Two new studies out today look at what makes performance-based pay plans for teachers successful. The first, written by Harvard education professors Susan Moore Johnson and John P. Papay and published by the Economic Policy Institute, proposes a tiered pay system that rewards teachers for not only improving their own instruction, but also for helping other teachers around them.
The second study was published by the Committee for Economic Development, a policy organization made up of senior corporate officials and heads of universities. It gives less concrete policy recommendations than the EPI paper, but points to Denver’s ProComp program as a model that could be adapted in other states.
AFT president Randi Weingarten weighed in on the reports today, praising Johnson and Papay’s paper for highlighting teacher leadership as a major factor in how districts should decide how to pay their teachers. At the same time, Weingarten called the CED report “the wrong way” to go about making education policy, charging that the committee disregarded teachers’ input in fashioning its recommendations. The full AFT press release is below the jump.

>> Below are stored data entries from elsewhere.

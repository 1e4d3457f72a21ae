//! Host-protocol scenario tests: a scripted serial host driving the full
//! console / EEPROM / bit-bang stack against the emulated board.

use std::collections::VecDeque;

use eeprog_core::console::Console;
use eeprog_core::eeprom::{SDP_DISABLE, SDP_ENABLE};
use eeprog_core::transport::Transport;
use eeprog_core::Error;
use eeprog_dummy::{DummyBoard, DummyConfig};

/// Transport fed from a pre-recorded host script. Once the script is
/// exhausted, `recv` reports the host as gone, which unwinds the run
/// loop.
struct ScriptedWire {
    input: VecDeque<u8>,
    output: Vec<u8>,
}

impl ScriptedWire {
    fn new(script: &[u8]) -> Self {
        Self {
            input: script.iter().copied().collect(),
            output: Vec::new(),
        }
    }
}

impl Transport for ScriptedWire {
    fn send(&mut self, data: &[u8]) -> eeprog_core::Result<()> {
        self.output.extend_from_slice(data);
        Ok(())
    }

    fn recv(&mut self) -> eeprog_core::Result<u8> {
        self.input.pop_front().ok_or(Error::TransportClosed)
    }
}

/// Run the console over `script` until the script runs out, returning
/// the board for state assertions and everything the host received.
fn run_script(board: DummyBoard, script: &[u8]) -> (DummyBoard, Vec<u8>) {
    let _ = env_logger::builder().is_test(true).try_init();
    let mut console = Console::new(board, ScriptedWire::new(script));
    assert_eq!(console.run(), Err(Error::TransportClosed));
    let (eeprom, wire) = console.into_parts();
    let board = eeprom.into_board();
    assert!(!board.had_contention(), "bus contention during scenario");
    (board, wire.output)
}

fn unprotected() -> DummyBoard {
    DummyBoard::new(DummyConfig {
        protected: false,
        ..DummyConfig::default()
    })
}

fn output_str(output: &[u8]) -> String {
    String::from_utf8_lossy(output).into_owned()
}

#[test]
fn read_streams_bare_hex_then_prompt() {
    let board = DummyBoard::with_data(DummyConfig::default(), &[0x11, 0x22, 0x33]);
    let (_, output) = run_script(board, b"echo off\rread 0x0000 0x0002\r");
    // with echo off the read response is exactly the hex stream
    assert_eq!(output, b"\r\nready>echo off\r\nready>112233ready>");
}

#[test]
fn single_byte_read() {
    let mut board = DummyBoard::new_default();
    board.memory_mut()[5] = 0x7a;
    let (_, output) = run_script(board, b"echo off\rread 0x0005 0x0005\r");
    assert_eq!(output, b"\r\nready>echo off\r\nready>7aready>");
}

#[test]
fn echo_mirrors_received_bytes_by_default() {
    let (_, output) = run_script(DummyBoard::new_default(), b"help\r");
    let text = output_str(&output);
    // the typed command comes back, CR expanded to a full line break
    assert!(text.contains("ready>help\r\n"));
    assert!(text.contains("help: this help information\r\n"));
}

#[test]
fn unpaged_write_round() {
    let script = b"echo off\rpage_write off\rwrite 0x0000 0x0001\r\xaa\xbb";
    let (board, output) = run_script(unprotected(), script);
    assert_eq!(board.committed_writes(), [(0x0000, 0xaa), (0x0001, 0xbb)]);
    assert_eq!(board.memory()[..2], [0xaa, 0xbb]);
    let text = output_str(&output);
    assert!(text.contains("Total bytes to write: 2\r\n"));
    assert!(text.contains("Send 1 bytes, 2 remaining...\r\n"));
    assert!(text.contains("Send 1 bytes, 1 remaining...\r\n"));
    assert!(text.ends_with("ready>"));
    // SDP unlock, two one-byte bursts, SDP relock: four settling pauses
    assert_eq!(board.delays(), [10, 10, 10, 10]);
}

#[test]
fn paged_write_chunks_align_to_page_boundaries() {
    let script = b"echo off\reeprom_lock off\rwrite 0x003e 0x0041\r\x01\x02\x03\x04";
    let (board, output) = run_script(unprotected(), script);
    let text = output_str(&output);
    assert!(text.contains("Send 2 bytes, 4 remaining...\r\n"));
    assert!(text.contains("Send 2 bytes, 2 remaining...\r\n"));
    assert_eq!(
        board.committed_writes(),
        [(0x003e, 1), (0x003f, 2), (0x0040, 3), (0x0041, 4)]
    );
    // one settle per chunk, none for protection handling
    assert_eq!(board.delays(), [10, 10]);
}

#[test]
fn lock_mode_wraps_the_write_in_protection_sequences() {
    let script = b"echo off\rpage_write off\rwrite 0x0010 0x0011\r\x55\x66";
    let (board, _) = run_script(DummyBoard::new_default(), script);
    assert_eq!(board.committed_writes(), [(0x0010, 0x55), (0x0011, 0x66)]);
    assert!(board.is_protected(), "relocked after the session");

    let attempts = board.write_attempts();
    assert_eq!(attempts.len(), SDP_DISABLE.len() + 2 + SDP_ENABLE.len());
    for (attempt, entry) in attempts.iter().zip(SDP_DISABLE) {
        assert_eq!(*attempt, (entry.addr, entry.data));
    }
    let tail = &attempts[attempts.len() - SDP_ENABLE.len()..];
    for (attempt, entry) in tail.iter().zip(SDP_ENABLE) {
        assert_eq!(*attempt, (entry.addr, entry.data));
    }
}

#[test]
fn lock_disabled_leaves_protected_memory_untouched() {
    let script = b"echo off\reeprom_lock off\rpage_write off\rwrite 0x0000 0x0000\r\x42";
    let (board, _) = run_script(DummyBoard::new_default(), script);
    assert!(board.committed_writes().is_empty());
    assert_eq!(board.memory()[0], 0xff);
    assert_eq!(board.write_attempts(), [(0x0000, 0x42)]);
}

#[test]
fn read_commands_never_touch_protection() {
    let (board, _) = run_script(
        DummyBoard::with_data(DummyConfig::default(), &[0xab]),
        b"echo off\rread 0x0000 0x0000\r",
    );
    assert!(board.write_attempts().is_empty());
    assert!(board.is_protected());
}

#[test]
fn inverted_write_range_is_rejected_without_side_effects() {
    let (board, output) = run_script(unprotected(), b"echo off\rwrite 0x0002 0x0001\r");
    let text = output_str(&output);
    assert!(text.contains("Invalid write command: start-addr > end-addr\r\n"));
    assert!(!text.contains("Send"));
    assert!(board.write_attempts().is_empty());
    assert!(board.delays().is_empty());
}

#[test]
fn malformed_commands_report_and_reprompt() {
    let script = b"echo off\rread 0x0 0x1\rread 0xzzzz 0x0001\rread 0x0000 0xqqqq\rbogus\r";
    let (board, output) = run_script(DummyBoard::new_default(), script);
    let text = output_str(&output);
    assert!(text.contains("Invalid read command: wrong length: 12, expecting 18\r\n"));
    assert!(text.contains("Invalid read command: cannot parse start addr\r\n"));
    assert!(text.contains("Invalid read command: cannot parse end addr\r\n"));
    assert!(text.contains("Invalid command\r\n"));
    assert!(board.write_attempts().is_empty());
}

#[test]
fn page_suffix_variant_is_not_accepted() {
    let (_, output) = run_script(unprotected(), b"echo off\rwrite 0x0000 0x00ff nopage\r");
    let text = output_str(&output);
    assert!(text.contains("Invalid write command: wrong length: 26, expecting 19\r\n"));
}

#[test]
fn empty_line_silently_reprompts() {
    let (_, output) = run_script(DummyBoard::new_default(), b"echo off\r\r\r");
    assert_eq!(output, b"\r\nready>echo off\r\nready>ready>ready>");
}

#[test]
fn overlong_line_is_dropped_with_a_diagnostic() {
    let mut script = Vec::new();
    script.extend_from_slice(b"echo off\r");
    script.extend_from_slice(&[b'x'; 60]);
    script.push(b'\r');
    let (board, output) = run_script(DummyBoard::new_default(), &script);
    let text = output_str(&output);
    assert!(text.contains("Invalid command: line too long\r\n"));
    assert!(board.write_attempts().is_empty());
}

#[test]
fn toggles_are_idempotent_and_reports_do_not_mutate() {
    let script = b"echo off\recho off\recho\recho\rpage_write off\rpage_write\r";
    let (_, output) = run_script(DummyBoard::new_default(), script);
    let text = output_str(&output);
    assert_eq!(text.matches("Current echo mode: 0 (false)\r\n").count(), 2);
    assert!(text.contains("Current page_write mode: 0 (false)\r\n"));
}

#[test]
fn mode_reports_show_enabled_defaults() {
    let script = b"echo off\rpage_write\reeprom_lock\r";
    let (_, output) = run_script(DummyBoard::new_default(), script);
    let text = output_str(&output);
    assert!(text.contains("Current page_write mode: 1 (true)\r\n"));
    assert!(text.contains("Current eeprom_lock mode: 1 (true)\r\n"));
}

#[test]
fn version_reports_name_and_crate_version() {
    let (_, output) = run_script(DummyBoard::new_default(), b"echo off\rversion\r");
    let text = output_str(&output);
    assert!(text.contains(concat!("eeprog ", env!("CARGO_PKG_VERSION"), "\r\n")));
}

#[test]
fn signal_walk_probes_each_control_line() {
    let (board, output) = run_script(DummyBoard::new_default(), b"echo off\rtest\rxyz");
    let text = output_str(&output);
    assert!(text.contains("Driving /OE low, send a byte to advance\r\n"));
    assert!(text.contains("Driving R//W low, send a byte to advance\r\n"));
    assert!(text.contains("Driving /CE low, send a byte to advance\r\n"));
    // each advance byte is echoed back as the acknowledgement
    let oe = text.find("Driving /OE").unwrap();
    let rw = text.find("Driving R//W").unwrap();
    let ce = text.find("Driving /CE").unwrap();
    assert!(oe < rw && rw < ce);
    assert!(text[rw..].starts_with("Driving R//W low, send a byte to advance\r\n"));
    assert!(text.contains('x') && text.contains('y') && text.contains('z'));
    // walking the strobe never fires a write: the chip stays deselected
    assert!(board.write_attempts().is_empty());
}

#[test]
fn write_survives_into_a_following_read() {
    let script =
        b"echo off\rpage_write off\rwrite 0x0100 0x0101\r\xde\xadread 0x0100 0x0101\r";
    let (board, output) = run_script(unprotected(), script);
    assert_eq!(board.memory()[0x0100..0x0102], [0xde, 0xad]);
    let text = output_str(&output);
    assert!(text.ends_with("deadready>"));
}
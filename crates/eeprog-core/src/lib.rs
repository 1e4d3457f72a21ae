//! eeprog-core - Core library for serial-controlled parallel EEPROM programming
//!
//! This crate implements the firmware core of a programmer that drives a
//! parallel EEPROM through three external shift-register chains (control
//! flags, address, data) and talks to a host over a line-oriented serial
//! protocol. It is `no_std` compatible so the same code runs on a
//! microcontroller and inside a host-side simulator.
//!
//! The physical wiring (pins, clocks, settling delays) sits behind the
//! [`board::BitbangBoard`] trait; the host link sits behind
//! [`transport::Transport`]. Everything in between - the bit-serialization
//! protocol, the EEPROM read/write/protection sequencing, and the command
//! interpreter with its session state machine - lives here.
//!
//! # Features
//!
//! - `std` - Enable standard library support (`std::error::Error` impls)
//!
//! # Example
//!
//! ```ignore
//! use eeprog_core::console::Console;
//!
//! fn serve<B: BitbangBoard, T: Transport>(board: B, wire: T) {
//!     let mut console = Console::new(board, wire);
//!     let _ = console.run();
//! }
//! ```

#![no_std]
#![warn(missing_docs)]
#![warn(rust_2018_idioms)]

#[cfg(feature = "std")]
extern crate std;

pub mod board;
pub mod console;
pub mod eeprom;
pub mod error;
pub mod shiftreg;
pub mod transport;

pub use error::{Error, Result};
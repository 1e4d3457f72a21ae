//! Stdio-backed byte transport for the simulator
//!
//! Stands in for the firmware's UART: blocking one-byte reads from
//! stdin, blocking writes to stdout. When stdin is a terminal, line
//! feeds are translated to the protocol's carriage-return terminator so
//! an interactive session works with a plain Enter key; piped input is
//! passed through untouched so raw write payloads survive.

use std::io::{IsTerminal, Read, Write};

use eeprog_core::transport::Transport;
use eeprog_core::Error;

pub struct StdioTransport {
    stdin: std::io::Stdin,
    stdout: std::io::Stdout,
    translate_newlines: bool,
}

impl StdioTransport {
    pub fn new() -> Self {
        let stdin = std::io::stdin();
        let translate_newlines = stdin.is_terminal();
        Self {
            stdin,
            stdout: std::io::stdout(),
            translate_newlines,
        }
    }
}

impl Transport for StdioTransport {
    fn send(&mut self, data: &[u8]) -> eeprog_core::Result<()> {
        self.stdout
            .write_all(data)
            .and_then(|_| self.stdout.flush())
            .map_err(|e| {
                log::error!("stdout write failed: {}", e);
                Error::TransportFailed
            })
    }

    fn recv(&mut self) -> eeprog_core::Result<u8> {
        let mut byte = [0u8; 1];
        loop {
            match self.stdin.read(&mut byte) {
                Ok(0) => return Err(Error::TransportClosed),
                Ok(_) => {
                    if self.translate_newlines && byte[0] == b'\n' {
                        byte[0] = b'\r';
                    }
                    return Ok(byte[0]);
                }
                Err(e) if e.kind() == std::io::ErrorKind::Interrupted => continue,
                Err(e) => {
                    log::error!("stdin read failed: {}", e);
                    return Err(Error::TransportFailed);
                }
            }
        }
    }
}
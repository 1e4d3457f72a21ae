//! Software data-protection sequences
//!
//! Atmel-style parallel EEPROMs toggle their internal write protection
//! when they observe a fixed series of byte writes to magic addresses;
//! there is no dedicated protocol support, the device recognizes the
//! address/data pattern by itself. The tables below are the AT28C-family
//! values.
//!
//! The tables are plain slices - the length is carried by the slice
//! itself, so no sentinel entry is needed.

/// One entry of a data-protection sequence.
#[derive(Debug, Clone, Copy, PartialEq, Eq)]
pub struct SdpEntry {
    /// Magic address to write to.
    pub addr: u16,
    /// Byte value to write.
    pub data: u8,
}

const fn entry(addr: u16, data: u8) -> SdpEntry {
    SdpEntry { addr, data }
}

/// Disables software data protection (unlocks the device for writing).
pub const SDP_DISABLE: &[SdpEntry] = &[
    entry(0x5555, 0xaa),
    entry(0x2aaa, 0x55),
    entry(0x5555, 0x80),
    entry(0x5555, 0xaa),
    entry(0x2aaa, 0x55),
    entry(0x5555, 0x20),
];

/// Re-enables software data protection after a write session.
pub const SDP_ENABLE: &[SdpEntry] = &[
    entry(0x5555, 0xaa),
    entry(0x2aaa, 0x55),
    entry(0x5555, 0xa0),
];
impl Game {
    /// Build an idle session. Bot protection mode is fixed from `config` here.
    pub fn new(
        config: &ClientConfig,
        link_factory: impl LinkFactory + 'static,
        map: Rc<RefCell<dyn WorldMap>>,
    ) -> Self {
        Self::with_call_context(config, link_factory, map, CallContext::new())
    }

    /// Like [`Game::new`], sharing an existing call context with the UI layer.
    pub fn with_call_context(
        config: &ClientConfig,
        link_factory: impl LinkFactory + 'static,
        map: Rc<RefCell<dyn WorldMap>>,
        context: CallContext,
    ) -> Self {
        Self {
            online: false,
            dead: false,
            server_beat: 0,
            status: Rc::new(Cell::new(SessionStatus::default())),
            local_player: None,
            link: None,
            link_factory: Box::new(link_factory),
            map,
            events: EventBus::new(),
            dispatcher: Dispatcher::new(),
            forced_logout: None,
            forced_logout_delay_ms: config.forced_logout_delay_ms,
            protection: BotProtection::new(config.bot_protection, context),
        }
    }

    pub fn subscribe(&mut self, observer: Box<dyn GameObserver>) {
        self.events.subscribe(observer);
    }

    pub fn call_context(&self) -> CallContext {
        self.protection.context().clone()
    }

    pub fn bot_protection(&self) -> &BotProtection {
        &self.protection
    }

    /// Shared view of the session flags, kept current on every transition.
    pub fn status_handle(&self) -> Rc<Cell<SessionStatus>> {
        Rc::clone(&self.status)
    }

    fn publish_status(&self) {
        self.status.set(SessionStatus {
            online: self.online,
            dead: self.dead,
            server_beat: self.server_beat,
        });
    }

    // ============================================
    // Lifecycle
    // ============================================

    /// Start a new connection attempt.
    ///
    /// The caller must not call this while a previous attempt is still
    /// pending; the old link is dropped without being disconnected.
    pub fn login_world(
        &mut self,
        account: &str,
        password: &str,
        host: &str,
        port: u16,
        character: &str,
    ) {
        if self.link.is_some() {
            tracing::warn!("[session] login requested while a link is still pending");
        }
        self.cancel_forced_logout();

        self.online = false;
        self.dead = false;
        self.publish_status();

        let request = LoginRequest {
            account: account.to_owned(),
            password: password.to_owned(),
            host: host.to_owned(),
            port,
            character: character.to_owned(),
        };
        tracing::info!("[session] login {}@{}:{}", character, host, port);

        let mut link = self.link_factory.create();
        link.login(&request);
        self.link = Some(link);
    }

    pub fn cancel_login(&mut self) {
        self.process_logout();
    }

    /// Ask the server to log out. With `force`, tear down locally right away
    /// instead of waiting for the server to close the connection.
    pub fn logout(&mut self, force: bool) {
        if !self.online {
            return;
        }
        let Some(link) = self.link.as_mut() else {
            return;
        };

        link.send(ClientRequest::Logout);

        if force {
            self.process_logout();
        }
    }

    pub fn force_logout(&mut self) {
        self.logout(true);
    }

    pub fn clean_logout(&mut self) {
        self.logout(false);
    }

    // ============================================
    // Transport callbacks
    // ============================================

    pub fn process_login_error(&mut self, message: &str) {
        tracing::info!("[session] login error: {}", message);
        self.events.emit(GameEvent::LoginError { message });
    }

    pub fn process_connection_error(&mut self, error: &LinkError) {
        // only meaningful while we still own a link
        if self.link.is_none() {
            tracing::debug!("[session] stale connection error ignored: {}", error);
            return;
        }

        if !error.is_eof() {
            let message = error.to_string();
            tracing::info!("[session] connection error: {}", message);
            self.events.emit(GameEvent::ConnectionError { message: &message });
        }

        self.process_logout();
    }

    pub fn process_login(&mut self, player: LocalPlayer) {
        if self.link.is_none() || self.online {
            tracing::warn!(
                "[session] unexpected login for {} (link={}, online={})",
                player.name,
                self.link.is_some(),
                self.online
            );
            return;
        }

        tracing::info!("[session] online as {} (id={})", player.name, player.id);
        self.online = true;
        self.publish_status();
        let player = self.local_player.insert(player);
        self.events.emit(GameEvent::Login { player });
    }

    /// Tear the session down. Safe to call any number of times.
    pub fn process_logout(&mut self) {
        self.cancel_forced_logout();

        if self.online {
            if let Some(player) = self.local_player.as_ref() {
                tracing::info!("[session] logout {}", player.name);
                self.events.emit(GameEvent::Logout { player });
            }
            self.local_player = None;
            self.online = false;
        }
        self.dead = false;
        self.publish_status();

        if let Some(mut link) = self.link.take() {
            link.disconnect();
        }
    }

    /// Mark the player dead and arm the forced-logout timer.
    pub fn process_death(&mut self) {
        tracing::info!("[session] player died, forced logout in {}ms", self.forced_logout_delay_ms);
        self.dead = true;
        self.publish_status();
        self.events.emit(GameEvent::Death);

        self.cancel_forced_logout();
        let handle = self
            .dispatcher
            .schedule(self.forced_logout_delay_ms, DeferredEvent::ForceLogout);
        self.forced_logout = Some(handle);
    }

    pub fn process_text_message(&mut self, kind: u8, text: &str) {
        self.events.emit(GameEvent::TextMessage { kind, text });
    }

    pub fn process_inventory_change(&mut self, slot: u8, mut item: Option<Item>) {
        if let Some(item) = item.as_mut() {
            item.location = Location::inventory(slot);
        }
        self.events.emit(GameEvent::InventoryChange {
            slot,
            item: item.as_ref(),
        });
    }

    /// The server dropped our attack target; it already knows, so nothing is sent.
    pub fn process_attack_cancel(&mut self) {
        if let Some(player) = self.local_player.as_mut() {
            if player.is_attacking() {
                player.set_attacking_creature(None);
            }
        }
    }

    pub fn process_walk_confirmed(&mut self) {
        if let Some(player) = self.local_player.as_mut() {
            player.confirm_walk();
        }
    }

    /// The server refused our predicted step. `direction` is what the server
    /// reports; the rollback always undoes the step we actually predicted.
    pub fn process_walk_cancel(&mut self, direction: Direction) {
        let Some(player) = self.local_player.as_mut() else {
            return;
        };
        if let Some(predicted) = player.cancel_walk() {
            if predicted != direction {
                tracing::debug!(
                    "[session] walk cancel for {:?} while {:?} was pending",
                    direction,
                    predicted
                );
            }
        }
    }

    // ============================================
    // Event loop
    // ============================================

    /// Advance the session clock and run every deferred callback that is due.
    pub fn advance(&mut self, elapsed_ms: u64) {
        for (handle, event) in self.dispatcher.advance(elapsed_ms) {
            if self.forced_logout == Some(handle) {
                self.forced_logout = None;
            }
            match event {
                DeferredEvent::ForceLogout => {
                    tracing::info!("[session] forced logout timer fired");
                    self.force_logout();
                }
            }
        }
    }

    /// Milliseconds until the next deferred callback, `None` when nothing is armed.
    pub fn next_deadline(&self) -> Option<u64> {
        self.dispatcher.next_due_in()
    }

    pub fn forced_logout_pending(&self) -> bool {
        self.forced_logout.is_some()
    }

    fn cancel_forced_logout(&mut self) {
        if let Some(handle) = self.forced_logout.take() {
            if self.dispatcher.cancel(handle).is_some() {
                tracing::debug!("[session] forced logout timer canceled");
            }
        }
    }

    // ============================================
    // Accessors
    // ============================================

    pub fn is_online(&self) -> bool {
        self.online
    }

    pub fn is_dead(&self) -> bool {
        self.dead
    }

    pub fn is_connecting(&self) -> bool {
        self.link.is_some() && !self.online
    }

    pub fn state(&self) -> SessionState {
        match (self.link.is_some(), self.online, self.dead) {
            (_, true, true) => SessionState::Dead,
            (_, true, false) => SessionState::Online,
            (true, false, _) => SessionState::Connecting,
            (false, false, _) => SessionState::Idle,
        }
    }

    pub fn server_beat(&self) -> u32 {
        self.server_beat
    }

    pub fn set_server_beat(&mut self, server_beat: u32) {
        self.server_beat = server_beat;
        self.publish_status();
    }

    pub fn local_player(&self) -> Option<&LocalPlayer> {
        self.local_player.as_ref()
    }

    pub fn local_player_mut(&mut self) -> Option<&mut LocalPlayer> {
        self.local_player.as_mut()
    }

    pub fn protocol_link(&self) -> Option<&dyn ProtocolLink> {
        self.link.as_deref()
    }

    pub fn has_protocol_link(&self) -> bool {
        self.link.is_some()
    }
}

Statement by Randi Weingarten,
President, American Federation of Teachers,
On Two New Reports on Teacher Compensation
Two reports on teacher compensation are being released today: Redesigning Teacher Pay: A System for the Next Generation of Educators, which is volume 2 in the Economic Policy Institute Series on Alternative Teacher Compensation Systems, and Teacher Compensation and Teacher Quality, a report from the Committee for Economic Development. WASHINGTON—Two new reports on teacher compensation put into relief the right and wrong way to create education policy. Redesigning Teacher Pay by Susan Moore Johnson and John P. Papay is a much better effort and takes serious steps toward not just demonstrating what is wrong with current teacher compensation systems but also offering good, solid ideas on how to fix it. Harvard University’s Johnson and Papay provide a simple frame for designing and evaluating performance pay plans for teachers. The authors propose a powerful plan for reforming compensation for the next generation of teachers. The Economic Policy Institute report recognizes and highlights the value of teacher leadership. Johnson and Papay focus particularly on peer assistance, career ladders and other teacher-led initiatives. At the same time, the Committee for Economic Development (CED) report on teacher compensation shows what happens when teachers are not included in the planning and design of new policy. It would be a different and more useful report if CED had included teachers on its committee. While we do not agree with the CED report as a whole, we applaud both new reports’ recognition of the dire need for teacher supports. Good teachers want to become great teachers, and we at the AFT want to help that happen by striving to improve teacher practice and student learning. There is nothing teachers want more than the tools and conditions they need to succeed. We must have the support in place to provide for the continuous improvement of all teachers, like job-embedded professional development, mentoring and induction programs. Further, compensation incentives to promote good teaching always should be negotiated between teachers and their unions and the school district, who know best what will work in their schools.